На этот раз из воспоминаний меня выдернули буквально за шкирку. И очень вовремя — я уже убрела на проезжую часть. В мое персональное одиночество под зонтом вторглась сердитая физиономия. Пришлось вернуться в реальность и попытаться узнать спасителя. Увы, не получилось, зато спаситель вдруг узнал меня и сменил гнев на милость:
— Барышня Авла? Я — Руфус, друг вашего кузена. Помните прошлогодний зимний бал?
Бал я помнила. Руфуса не помнила ни на йоту, но огорчать его не хотелось, и я кивнула. Спаситель галантно предложил опереться о его руку. "
— Ветер усиливается, барышня Авла. Позволите сопроводить вас домой? — все так же галантно спросил Руфус. — Моя смена окончена.
Погода и в самом деле ухудшилась, к тому же вечерело. Фонарщики уже вышли на работу, зажигая гордость Холмов — газовые фонари, о которых менее состоятельные жители города могли только мечтать, довольствуясь масляными. Я почти решилась ответить "Буду очень признательна", но тут заметила краем глаза, как Мэтти сигнализирует приятелю: кивает, подмигивает, только что флагом не машет. Кузен в роли свахи? Это уж слишком!
— Право, не стоит беспокоиться, — ответила я с милой улыбкой. — Еще совсем рано, а вам после смены следует отдохнуть. Ах… — я не слишком естественно уронила зонтик, и, пока Руфус поднимал его, успела состроить кузену зверскую рожу.
На этом мы и расстались. Я отправилась вниз по улице, с каждой минутой ускоряя шаг. Не потому что боялась чего-то — просто двигаться иначе не позволяла погода: ветер тащил зонт вперед, а дождь хлестал по спине. Перспектива поголодать денька три, но добраться домой в экипаже больше не казалась скверной.

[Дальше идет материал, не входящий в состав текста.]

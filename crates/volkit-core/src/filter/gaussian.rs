use burn::tensor::backend::Backend;
use burn::tensor::Tensor;
use tracing::debug;

use crate::error::{Result, VolumeError};
use crate::filter::convolution::correlate_axis;
use crate::image::Image;
use crate::spatial::Spacing;

/// Gaussian smoothing filter.
///
/// Applies separable 1D convolutions along each axis. Sigmas are given in
/// physical units and converted to voxels with the image spacing, so an
/// anisotropic volume is smoothed by the same physical amount on every axis.
#[derive(Debug, Clone)]
pub struct GaussianFilter {
    sigmas: Vec<f64>,
    truncate: f64,
    max_kernel_width: Option<usize>,
}

impl GaussianFilter {
    /// Create a filter with per-axis standard deviations (physical units).
    ///
    /// A single sigma applies to every axis; a sigma of zero or less skips
    /// that axis.
    pub fn new(sigmas: Vec<f64>) -> Self {
        Self {
            sigmas,
            truncate: 4.0,
            max_kernel_width: None,
        }
    }

    /// Same sigma along every axis.
    pub fn isotropic(sigma: f64) -> Self {
        Self::new(vec![sigma])
    }

    /// Kernel radius in standard deviations (default 4).
    pub fn with_truncate(mut self, truncate: f64) -> Self {
        self.truncate = truncate;
        self
    }

    /// Cap the kernel width (radius * 2 + 1).
    pub fn with_max_kernel_width(mut self, width: usize) -> Self {
        self.max_kernel_width = Some(width.max(1));
        self
    }

    pub fn apply<B: Backend, const D: usize>(&self, image: &Image<B, D>) -> Result<Image<B, D>> {
        let data = self.apply_tensor(image.data().clone(), image.spacing())?;
        Ok(image.with_data(data))
    }

    /// Apply the filter to a tensor with the given spacing.
    pub fn apply_tensor<B: Backend, const D: usize>(
        &self,
        input: Tensor<B, D>,
        spacing: &Spacing<D>,
    ) -> Result<Tensor<B, D>> {
        if self.sigmas.is_empty() {
            return Err(VolumeError::invalid_parameter("at least one sigma is required"));
        }
        if self.sigmas.len() != 1 && self.sigmas.len() != D {
            return Err(VolumeError::invalid_parameter(format!(
                "expected 1 or {} sigmas, got {}",
                D,
                self.sigmas.len()
            )));
        }
        if self.sigmas.iter().any(|s| !s.is_finite()) {
            return Err(VolumeError::invalid_parameter("sigmas must be finite"));
        }

        let mut data = input;
        for d in 0..D {
            let sigma = if self.sigmas.len() == 1 { self.sigmas[0] } else { self.sigmas[d] };
            if sigma <= 1e-6 {
                continue;
            }

            let pixel_sigma = sigma / spacing[d];
            let mut radius = (self.truncate * pixel_sigma).ceil() as usize;
            if let Some(max_width) = self.max_kernel_width {
                radius = radius.min((max_width - 1) / 2);
            }
            let kernel = gaussian_kernel(pixel_sigma, radius);
            debug!(axis = d, pixel_sigma, radius, "gaussian pass");
            data = correlate_axis(data, &kernel, d);
        }
        Ok(data)
    }
}

/// Normalized, unscaled Gaussian samples at `-radius..=radius`.
pub(crate) fn gaussian_kernel(sigma: f64, radius: usize) -> Vec<f32> {
    let two_sigma2 = 2.0 * sigma * sigma;
    let raw: Vec<f64> = (0..=(2 * radius))
        .map(|i| {
            let x = i as f64 - radius as f64;
            (-x * x / two_sigma2).exp()
        })
        .collect();
    let sum: f64 = raw.iter().sum();
    raw.into_iter().map(|v| (v / sum) as f32).collect()
}
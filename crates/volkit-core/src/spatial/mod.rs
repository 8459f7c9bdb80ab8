//! Spatial types for points, vectors, spacing and direction matrices.
//!
//! All types wrap nalgebra statics so geometry math stays on the CPU while
//! voxel data lives in tensors.

pub mod point;
pub mod vector;
pub mod spacing;
pub mod direction;

pub use point::Point;
pub use vector::Vector;
pub use spacing::Spacing;
pub use direction::Direction;

pub type Point2 = Point<2>;
pub type Point3 = Point<3>;
pub type Vector2 = Vector<2>;
pub type Vector3 = Vector<3>;
pub type Spacing2 = Spacing<2>;
pub type Spacing3 = Spacing<3>;
pub type Direction2 = Direction<2>;
pub type Direction3 = Direction<3>;
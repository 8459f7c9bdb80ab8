pub mod config;
pub mod pipeline;

pub use config::PipelineConfig;
pub use pipeline::{Pipeline, RunReport};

И тут я услышала плач. Плач маленького ребенка, достаточно громкий, чтоб различить за его шумом дождя и ветра. Это были не капризные вопли типа "ха-а-ачу пони и шокола-а-адку" — так плачут от боли и горя. Звуки доносились из дома, от одного вида которого автор мистических романов восторженно разрыдался бы, а торговец недвижимостью — просто повесился.
"
Преподаватели в колледже часто пеняли мне, что в подобных случаях я сначала действую, а думаю после. Я же неизменно просила их порадоваться: в кои-то веки я не сижу над проблемой часами, когда прочие уже все сделали, сдали и пошли домой.
Другими словами, я закрыла зонт и полезла через забор.
Каменная ограда была столь же изъедена временем, как и особняк за ней — карабкаться оказалось легко, слезать — тоже. "Вот вам и благополучные Холмы!" — пробормотала я, выбираясь с видавшего виды газона на раскисшую дорожку. — "Над кем-то издеваются, кто к кому-то вламывается…" Снова открыв зонт, я прокралась вдоль стены до угла. Плач стал громче, вдобавок, ребенок, кажется, подавился. Осторожно заглянув за угол, едва не присвистнула от удивления: вот это оранжерея! Видала я разные, но чтобы больше дома? Плач, кашель и сердитые голоса доносились через распахнутую стеклянную дверь.
— Что ж… — сказала я Мирозданию и шагнула вперед, твердо решив во всем разобраться. Кажется, именно в эту секунду у Мироздания прорезалось чувство юмора. Довольно странное, надо сказать: и без того сильный ветер вдруг стал штормовым.
— Мама!!!
Наконец я узнала, насколько отцовский зонт прочный.